* TASK
Every line in the data below that includes "declare" belongs in the answer, copied as it stands.

* THE DATA
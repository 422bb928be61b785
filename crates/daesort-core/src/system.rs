//! Paired equation/unknown sequences.
//!
//! Most model collections come in index-aligned pairs: the implicit DAE and its
//! states, the algebraic equations and the algebraic variables, the dependent
//! definitions and the dependent variables. [`EquationSystem`] keeps each pair
//! together so a reordering can never move one side without the other.

use serde::{Deserialize, Serialize};

use crate::error::{DaeError, DaeResult};
use crate::expr::NodeId;
use crate::variable::VarId;

/// Ordered equations together with the unknowns they are associated with.
///
/// For the dependent set the pairing is positional (`unknowns[k]` is defined by
/// `equations[k]`); for implicit systems the two sides only share a length once
/// the system is square.
#[derive(Debug, Clone, Default, PartialEq, Serialize, Deserialize)]
pub struct EquationSystem {
    equations: Vec<NodeId>,
    unknowns: Vec<VarId>,
}

impl EquationSystem {
    pub fn new() -> Self {
        Self::default()
    }

    pub fn from_parts(equations: Vec<NodeId>, unknowns: Vec<VarId>) -> Self {
        Self {
            equations,
            unknowns,
        }
    }

    pub fn equations(&self) -> &[NodeId] {
        &self.equations
    }

    pub fn unknowns(&self) -> &[VarId] {
        &self.unknowns
    }

    /// Mutable access to the expressions only; the order is not exposed.
    pub fn equations_mut(&mut self) -> &mut [NodeId] {
        &mut self.equations
    }

    pub fn num_equations(&self) -> usize {
        self.equations.len()
    }

    pub fn num_unknowns(&self) -> usize {
        self.unknowns.len()
    }

    pub fn is_square(&self) -> bool {
        self.equations.len() == self.unknowns.len()
    }

    /// True when there are neither equations nor unknowns.
    pub fn is_empty(&self) -> bool {
        self.equations.is_empty() && self.unknowns.is_empty()
    }

    pub fn push_equation(&mut self, equation: NodeId) {
        self.equations.push(equation);
    }

    pub fn push_unknown(&mut self, unknown: VarId) {
        self.unknowns.push(unknown);
    }

    pub fn push(&mut self, equation: NodeId, unknown: VarId) {
        self.equations.push(equation);
        self.unknowns.push(unknown);
    }

    /// Reorder both sides at once: new row `i` is old row `row_perm[i]`, new
    /// unknown `j` is old unknown `col_perm[j]`.
    ///
    /// Both arguments are validated before anything moves; on error the system
    /// is untouched.
    pub fn permute(&mut self, row_perm: &[usize], col_perm: &[usize]) -> DaeResult<()> {
        check_permutation("row", row_perm, self.equations.len())?;
        check_permutation("column", col_perm, self.unknowns.len())?;
        self.equations = row_perm.iter().map(|&i| self.equations[i]).collect();
        self.unknowns = col_perm.iter().map(|&j| self.unknowns[j]).collect();
        Ok(())
    }

    /// Keep the rows and unknowns whose mask entry is `true`; return the rest
    /// as a new system. Relative order is preserved on both sides.
    pub fn split_off_masked(&mut self, keep_rows: &[bool], keep_cols: &[bool]) -> DaeResult<Self> {
        if keep_rows.len() != self.equations.len() {
            return Err(DaeError::LengthMismatch {
                context: "row mask",
                left: keep_rows.len(),
                right: self.equations.len(),
            });
        }
        if keep_cols.len() != self.unknowns.len() {
            return Err(DaeError::LengthMismatch {
                context: "column mask",
                left: keep_cols.len(),
                right: self.unknowns.len(),
            });
        }
        let (kept_eq, moved_eq) = partition_by(&self.equations, keep_rows);
        let (kept_unk, moved_unk) = partition_by(&self.unknowns, keep_cols);
        self.equations = kept_eq;
        self.unknowns = kept_unk;
        Ok(Self::from_parts(moved_eq, moved_unk))
    }

    /// Append `other` after the existing entries.
    pub fn append(&mut self, other: EquationSystem) {
        self.equations.extend(other.equations);
        self.unknowns.extend(other.unknowns);
    }

    /// Insert `other` before the existing entries.
    pub fn prepend(&mut self, other: EquationSystem) {
        let mut equations = other.equations;
        equations.append(&mut self.equations);
        let mut unknowns = other.unknowns;
        unknowns.append(&mut self.unknowns);
        self.equations = equations;
        self.unknowns = unknowns;
    }

    /// Move everything out, leaving the system empty.
    pub fn take(&mut self) -> EquationSystem {
        std::mem::take(self)
    }

    pub fn into_parts(self) -> (Vec<NodeId>, Vec<VarId>) {
        (self.equations, self.unknowns)
    }
}

fn partition_by<T: Copy>(items: &[T], keep: &[bool]) -> (Vec<T>, Vec<T>) {
    let mut kept = Vec::new();
    let mut moved = Vec::new();
    for (&item, &k) in items.iter().zip(keep) {
        if k {
            kept.push(item);
        } else {
            moved.push(item);
        }
    }
    (kept, moved)
}

/// Fails unless `perm` lists every index of `0..expected` exactly once.
pub fn check_permutation(kind: &'static str, perm: &[usize], expected: usize) -> DaeResult<()> {
    let invalid = || DaeError::InvalidPermutation {
        kind,
        len: perm.len(),
        expected,
    };
    if perm.len() != expected {
        return Err(invalid());
    }
    let mut seen = vec![false; expected];
    for &p in perm {
        if p >= expected || seen[p] {
            return Err(invalid());
        }
        seen[p] = true;
    }
    Ok(())
}

/// Inverse of a permutation: `inverse[perm[i]] == i`.
pub fn invert_permutation(perm: &[usize]) -> Vec<usize> {
    let mut inverse = vec![0; perm.len()];
    for (i, &p) in perm.iter().enumerate() {
        inverse[p] = i;
    }
    inverse
}

/// Bounded constraint expression `min <= expr <= max`.
#[derive(Debug, Clone, Copy, PartialEq, Serialize, Deserialize)]
pub struct Constraint {
    pub expr: NodeId,
    pub min: f64,
    pub max: f64,
}

impl Constraint {
    pub fn new(expr: NodeId, min: f64, max: f64) -> Self {
        Self { expr, min, max }
    }

    /// Equality constraint `expr == 0`.
    pub fn equality(expr: NodeId) -> Self {
        Self::new(expr, 0.0, 0.0)
    }
}

#[cfg(test)]
mod tests {
    use super::*;

    fn system(n: usize) -> EquationSystem {
        EquationSystem::from_parts(
            (0..n).map(NodeId::new).collect(),
            (0..n).map(|j| VarId::new(10 + j)).collect(),
        )
    }

    #[test]
    fn test_permute_moves_both_sides() {
        let mut sys = system(3);
        sys.permute(&[2, 0, 1], &[1, 2, 0]).unwrap();
        assert_eq!(
            sys.equations(),
            &[NodeId::new(2), NodeId::new(0), NodeId::new(1)]
        );
        assert_eq!(
            sys.unknowns(),
            &[VarId::new(11), VarId::new(12), VarId::new(10)]
        );
    }

    #[test]
    fn test_permutation_round_trip() {
        let original = system(4);
        let mut sys = original.clone();
        let rows = [3, 1, 0, 2];
        let cols = [1, 3, 2, 0];
        sys.permute(&rows, &cols).unwrap();
        sys.permute(&invert_permutation(&rows), &invert_permutation(&cols))
            .unwrap();
        assert_eq!(sys, original);
    }

    #[test]
    fn test_invalid_permutation_leaves_system_untouched() {
        let mut sys = system(3);
        let before = sys.clone();
        assert!(matches!(
            sys.permute(&[0, 0, 1], &[0, 1, 2]),
            Err(DaeError::InvalidPermutation { kind: "row", .. })
        ));
        assert!(matches!(
            sys.permute(&[0, 1, 2], &[0, 1]),
            Err(DaeError::InvalidPermutation { kind: "column", .. })
        ));
        assert_eq!(sys, before);
    }

    #[test]
    fn test_split_off_masked_preserves_order() {
        let mut sys = system(4);
        let moved = sys
            .split_off_masked(&[true, false, true, false], &[false, true, true, true])
            .unwrap();
        assert_eq!(sys.equations(), &[NodeId::new(0), NodeId::new(2)]);
        assert_eq!(moved.equations(), &[NodeId::new(1), NodeId::new(3)]);
        assert_eq!(moved.unknowns(), &[VarId::new(10)]);
        assert_eq!(sys.num_unknowns(), 3);
    }

    #[test]
    fn test_prepend_puts_new_entries_first() {
        let mut sys = EquationSystem::from_parts(vec![NodeId::new(5)], vec![VarId::new(5)]);
        sys.prepend(system(2));
        assert_eq!(
            sys.unknowns(),
            &[VarId::new(10), VarId::new(11), VarId::new(5)]
        );
    }
}
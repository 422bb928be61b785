//! Closed-form solution of blocks that are linear in their targets.
//!
//! With `f_b(x_b) = J_b x_b + f_res`, where `f_res = f_b(x_b := 0)`, the block
//! solution is `x_b = -J_b^-1 f_res`. Small blocks use the cofactor inverse,
//! larger ones the Gram-Schmidt QR solve.

use daesort_core::{DaeError, DaeResult, ExprGraph, ExprMatrix, NodeId};
use serde::{Deserialize, Serialize};

/// Largest block solved through the explicit inverse by default.
pub const DEFAULT_INVERSE_THRESHOLD: usize = 3;

#[derive(Debug, Clone, Copy, PartialEq, Eq, Serialize, Deserialize)]
pub struct BlockSolver {
    pub inverse_threshold: usize,
}

impl Default for BlockSolver {
    fn default() -> Self {
        Self {
            inverse_threshold: DEFAULT_INVERSE_THRESHOLD,
        }
    }
}

impl BlockSolver {
    pub fn new(inverse_threshold: usize) -> Self {
        Self { inverse_threshold }
    }

    /// Solve `equations == 0` for `targets`, given the block Jacobian.
    ///
    /// Returns `Ok(None)` when the Jacobian is symbolically singular. The caller
    /// is responsible for checking that the block is linear in `targets`.
    pub fn solve(
        &self,
        graph: &mut ExprGraph,
        equations: &[NodeId],
        targets: &[NodeId],
        jacobian: &ExprMatrix,
    ) -> DaeResult<Option<Vec<NodeId>>> {
        let n = targets.len();
        if equations.len() != n || jacobian.nrows() != n || jacobian.ncols() != n {
            return Err(DaeError::LengthMismatch {
                context: "block solve",
                left: equations.len(),
                right: n,
            });
        }
        let zeros = vec![graph.zero(); n];
        let residual = graph.substitute(equations, targets, &zeros)?;
        let rhs: Vec<NodeId> = residual.iter().map(|&r| graph.neg(r)).collect();
        if n <= self.inverse_threshold {
            Ok(jacobian
                .inverse(graph)
                .map(|inv| inv.mul_vec(graph, &rhs)))
        } else {
            Ok(jacobian.solve_qr(graph, &rhs))
        }
    }
}
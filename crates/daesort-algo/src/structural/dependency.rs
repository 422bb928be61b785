//! Structural dependency patterns.
//!
//! [`DependencyAnalyzer`] answers "which equations does variable j reach" and
//! "which variables reach equation i" by sweeping bit markers over the shared
//! expression graph, 64 probes per sweep. The full pattern is stored as a
//! [`DependencyPattern`] in CSR form.
//!
//! The result is conservative: a term that cancels algebraically still counts
//! as a dependency.

use daesort_core::expr::sparsity::{Bits, BITS_PER_SWEEP};
use daesort_core::{check_permutation, DaeResult, ExprGraph, NodeId, SparsityPropagator};
use serde::{Deserialize, Serialize};
use sprs::{CsMat, TriMat};
use tracing::debug;

/// Boolean relation "equation i depends on variable j" in CSR layout.
#[derive(Debug, Clone, PartialEq)]
pub struct DependencyPattern {
    matrix: CsMat<u8>,
}

impl DependencyPattern {
    /// Build from the column indices of each row.
    pub fn from_rows(ncols: usize, rows: &[Vec<usize>]) -> Self {
        let mut triplets = TriMat::new((rows.len(), ncols));
        for (i, cols) in rows.iter().enumerate() {
            let mut cols = cols.clone();
            cols.sort_unstable();
            cols.dedup();
            for j in cols {
                triplets.add_triplet(i, j, 1u8);
            }
        }
        Self {
            matrix: triplets.to_csr(),
        }
    }

    /// (equations, variables)
    pub fn shape(&self) -> (usize, usize) {
        self.matrix.shape()
    }

    pub fn nrows(&self) -> usize {
        self.matrix.rows()
    }

    pub fn ncols(&self) -> usize {
        self.matrix.cols()
    }

    pub fn is_square(&self) -> bool {
        self.nrows() == self.ncols()
    }

    /// Number of structural non-zeros.
    pub fn nnz(&self) -> usize {
        self.matrix.nnz()
    }

    pub fn depends(&self, equation: usize, variable: usize) -> bool {
        self.matrix.get(equation, variable).is_some()
    }

    /// Variables equation `i` depends on, ascending.
    pub fn row(&self, i: usize) -> &[usize] {
        self.matrix
            .outer_view(i)
            .map(|v| v.into_raw_storage().0)
            .unwrap_or(&[])
    }

    /// Row lists, the adjacency form used by the graph algorithms.
    pub fn to_rows(&self) -> Vec<Vec<usize>> {
        (0..self.nrows()).map(|i| self.row(i).to_vec()).collect()
    }

    /// Pattern of the reordered system: new row `i` is old row `row_perm[i]`,
    /// new column `j` is old column `col_perm[j]`.
    pub fn permuted(&self, row_perm: &[usize], col_perm: &[usize]) -> DaeResult<Self> {
        check_permutation("row", row_perm, self.nrows())?;
        check_permutation("column", col_perm, self.ncols())?;
        let col_inv = daesort_core::invert_permutation(col_perm);
        let rows: Vec<Vec<usize>> = row_perm
            .iter()
            .map(|&old| self.row(old).iter().map(|&j| col_inv[j]).collect())
            .collect();
        Ok(Self::from_rows(self.ncols(), &rows))
    }
}

/// Sweep direction.
#[derive(Debug, Clone, Copy, PartialEq, Eq, Serialize, Deserialize)]
pub enum SweepMode {
    /// Seed variables, read equations.
    Forward,
    /// Seed equations, read variables.
    Reverse,
}

/// Dependency queries between a set of equations and a set of variable symbols.
pub struct DependencyAnalyzer<'g> {
    equations: Vec<NodeId>,
    variables: Vec<NodeId>,
    propagator: SparsityPropagator<'g>,
}

impl<'g> DependencyAnalyzer<'g> {
    pub fn new(graph: &'g ExprGraph, equations: &[NodeId], variables: &[NodeId]) -> DaeResult<Self> {
        graph.require_symbols(variables)?;
        Ok(Self {
            equations: equations.to_vec(),
            variables: variables.to_vec(),
            propagator: SparsityPropagator::new(graph, equations, variables),
        })
    }

    pub fn num_equations(&self) -> usize {
        self.equations.len()
    }

    pub fn num_variables(&self) -> usize {
        self.variables.len()
    }

    /// Forward: which equations are reached by any of the seeded variables.
    pub fn affected_equations(&mut self, seeds: &[usize]) -> Vec<bool> {
        self.propagator.reset();
        for &j in seeds {
            self.propagator.seed(self.variables[j], 1);
        }
        self.propagator.propagate_forward();
        self.equations
            .iter()
            .map(|&e| self.propagator.marker(e) != 0)
            .collect()
    }

    /// Reverse: which variables reach any of the seeded equations.
    pub fn influencing_variables(&mut self, seeds: &[usize]) -> Vec<bool> {
        self.propagator.reset();
        for &i in seeds {
            self.propagator.seed(self.equations[i], 1);
        }
        self.propagator.propagate_reverse();
        self.variables
            .iter()
            .map(|&v| self.propagator.marker(v) != 0)
            .collect()
    }

    /// The direction needing fewer sweeps.
    pub fn preferred_mode(&self) -> SweepMode {
        if self.variables.len() <= self.equations.len() {
            SweepMode::Forward
        } else {
            SweepMode::Reverse
        }
    }

    /// Full dependency pattern, computed in the cheaper direction.
    pub fn pattern(&mut self) -> DependencyPattern {
        self.pattern_with(self.preferred_mode())
    }

    pub fn pattern_with(&mut self, mode: SweepMode) -> DependencyPattern {
        let m = self.equations.len();
        let n = self.variables.len();
        let mut rows: Vec<Vec<usize>> = vec![Vec::new(); m];
        let (probes, sweeps) = match mode {
            SweepMode::Forward => (n, n.div_ceil(BITS_PER_SWEEP)),
            SweepMode::Reverse => (m, m.div_ceil(BITS_PER_SWEEP)),
        };
        for sweep in 0..sweeps {
            let base = sweep * BITS_PER_SWEEP;
            let end = (base + BITS_PER_SWEEP).min(probes);
            self.propagator.reset();
            match mode {
                SweepMode::Forward => {
                    for j in base..end {
                        self.propagator.seed(self.variables[j], bit(j - base));
                    }
                    self.propagator.propagate_forward();
                    for (i, &e) in self.equations.iter().enumerate() {
                        let marker = self.propagator.marker(e);
                        rows[i].extend(set_bits(marker).map(|b| base + b));
                    }
                }
                SweepMode::Reverse => {
                    for i in base..end {
                        self.propagator.seed(self.equations[i], bit(i - base));
                    }
                    self.propagator.propagate_reverse();
                    for (j, &v) in self.variables.iter().enumerate() {
                        let marker = self.propagator.marker(v);
                        for b in set_bits(marker) {
                            rows[base + b].push(j);
                        }
                    }
                }
            }
        }
        let pattern = DependencyPattern::from_rows(n, &rows);
        debug!(
            "Dependency pattern {}x{} with {} non-zeros ({:?}, {} sweeps)",
            m,
            n,
            pattern.nnz(),
            mode,
            sweeps
        );
        pattern
    }
}

#[inline]
fn bit(k: usize) -> Bits {
    1 << k
}

fn set_bits(mut marker: Bits) -> impl Iterator<Item = usize> {
    std::iter::from_fn(move || {
        if marker == 0 {
            return None;
        }
        let b = marker.trailing_zeros() as usize;
        marker &= marker - 1;
        Some(b)
    })
}
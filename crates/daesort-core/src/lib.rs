//! # daesort-core: Symbolic DAE Model Core
//!
//! Data structures shared by the structural analysis passes:
//!
//! - [`expr::ExprGraph`] - arena of hash-consed scalar expressions with
//!   differentiation, substitution and sparsity propagation
//! - [`Variable`] and [`VariableRegistry`] - named unknowns with category,
//!   causality and numeric attributes
//! - [`EquationSystem`] - index-aligned equation/unknown pairs whose only
//!   reordering primitive moves both sides together
//! - [`OcpModel`] - the optimal-control model owning all of the above
//!
//! ## Quick Start
//!
//! ```rust
//! use daesort_core::*;
//!
//! let mut model = OcpModel::new();
//! let x1 = model.declare("x1", Category::State).unwrap();
//! let x2 = model.declare("x2", Category::State).unwrap();
//!
//! // der(x1) - x2 = 0, der(x2) + x1 = 0
//! let (x1v, x1d) = (model.registry.get(x1).var, model.registry.get(x1).der);
//! let (x2v, x2d) = (model.registry.get(x2).var, model.registry.get(x2).der);
//! let e1 = model.graph.sub(x1d, x2v);
//! let e2 = model.graph.add(x2d, x1v);
//! model.push_implicit_equation(e1);
//! model.push_implicit_equation(e2);
//!
//! assert!(model.implicit.is_square());
//! ```

pub mod error;
pub mod expr;
pub mod model;
pub mod system;
pub mod variable;

pub use error::{DaeError, DaeResult};
pub use expr::{ExprGraph, ExprMatrix, NodeId, SparsityPropagator};
pub use model::{OcpModel, SubstitutionScope};
pub use system::{check_permutation, invert_permutation, Constraint, EquationSystem};
pub use variable::{Category, Causality, VarId, Variable, VariableRegistry};
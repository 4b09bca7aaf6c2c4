//! Wall-clock helpers shared by every service that stamps rows.

use chrono::DateTime;
use sea_orm::prelude::DateTimeWithTimeZone;
use time::OffsetDateTime;

/// Current UTC time in the column representation Sea-ORM expects.
pub(crate) fn now() -> DateTimeWithTimeZone {
    to_db_time(OffsetDateTime::now_utc())
}

/// Converts a `time::OffsetDateTime` into Sea-ORM's chrono-based
/// `DateTimeWithTimeZone`, keeping nanosecond precision.
///
/// Instants outside chrono's representable range collapse to the Unix
/// epoch; nothing in the storefront produces such values.
pub(crate) fn to_db_time(time: OffsetDateTime) -> DateTimeWithTimeZone {
    DateTime::from_timestamp(time.unix_timestamp(), time.nanosecond())
        .unwrap_or_default()
        .into()
}
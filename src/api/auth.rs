use axum::extract::State;
use axum::Json;
use serde::Deserialize;

use super::{fail, success, ApiError, ApiJson, AppState, Success};
use crate::auth::AdminSession;
use crate::error::Error;

#[derive(Debug, Deserialize)]
pub(super) struct LoginRequest {
    username: Option<String>,
    password: Option<String>,
}

#[derive(Debug, Deserialize)]
pub(super) struct LogoutRequest {
    token: Option<String>,
}

pub(super) async fn login(
    State(state): State<AppState>,
    ApiJson(body): ApiJson<LoginRequest>,
) -> Result<Json<AdminSession>, ApiError> {
    let (Some(username), Some(password)) = (
        body.username.filter(|u| !u.is_empty()),
        body.password.filter(|p| !p.is_empty()),
    ) else {
        return Err(Error::validation("Username and password required").into());
    };

    let session = state
        .sessions
        .issue(&username, &password)
        .await
        .map_err(fail("Login failed"))?;
    Ok(Json(session))
}

pub(super) async fn logout(
    State(state): State<AppState>,
    ApiJson(body): ApiJson<LogoutRequest>,
) -> Result<Json<Success>, ApiError> {
    let token = body
        .token
        .filter(|t| !t.is_empty())
        .ok_or_else(|| Error::validation("Token required"))?;

    state
        .sessions
        .revoke(&token)
        .await
        .map_err(fail("Logout failed"))?;
    Ok(success())
}
use axum::extract::State;
use axum::Json;
use sea_orm::prelude::Uuid;
use serde_json::{json, Value};

use super::{fail, success, Admin, ApiError, ApiJson, ApiPath, AppState, Success};
use crate::catalog::ProductInput;
use crate::entity::product;

pub(super) async fn list_public(
    State(state): State<AppState>,
) -> Result<Json<Vec<product::Model>>, ApiError> {
    let products = state
        .catalog
        .list_public()
        .await
        .map_err(fail("Failed to fetch products"))?;
    Ok(Json(products))
}

pub(super) async fn list_all(
    State(state): State<AppState>,
    Admin(admin): Admin,
) -> Result<Json<Vec<product::Model>>, ApiError> {
    let products = state
        .catalog
        .list_all(admin)
        .await
        .map_err(fail("Failed to fetch products"))?;
    Ok(Json(products))
}

pub(super) async fn create(
    State(state): State<AppState>,
    Admin(admin): Admin,
    ApiJson(input): ApiJson<ProductInput>,
) -> Result<Json<Value>, ApiError> {
    let id = state
        .catalog
        .create(admin, input)
        .await
        .map_err(fail("Failed to create product"))?;
    Ok(Json(json!({ "id": id })))
}

pub(super) async fn update(
    State(state): State<AppState>,
    Admin(admin): Admin,
    ApiPath(id): ApiPath<Uuid>,
    ApiJson(input): ApiJson<ProductInput>,
) -> Result<Json<Success>, ApiError> {
    state
        .catalog
        .update(admin, id, input)
        .await
        .map_err(fail("Failed to update product"))?;
    Ok(success())
}

pub(super) async fn delete(
    State(state): State<AppState>,
    Admin(admin): Admin,
    ApiPath(id): ApiPath<Uuid>,
) -> Result<Json<Success>, ApiError> {
    state
        .catalog
        .delete(admin, id)
        .await
        .map_err(fail("Failed to delete product"))?;
    Ok(success())
}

* SOLUTION FOR THIS PROBLEM
//! let x1 = model.declare("x1", Category::State).unwrap();
//! let x2 = model.declare("x2", Category::State).unwrap();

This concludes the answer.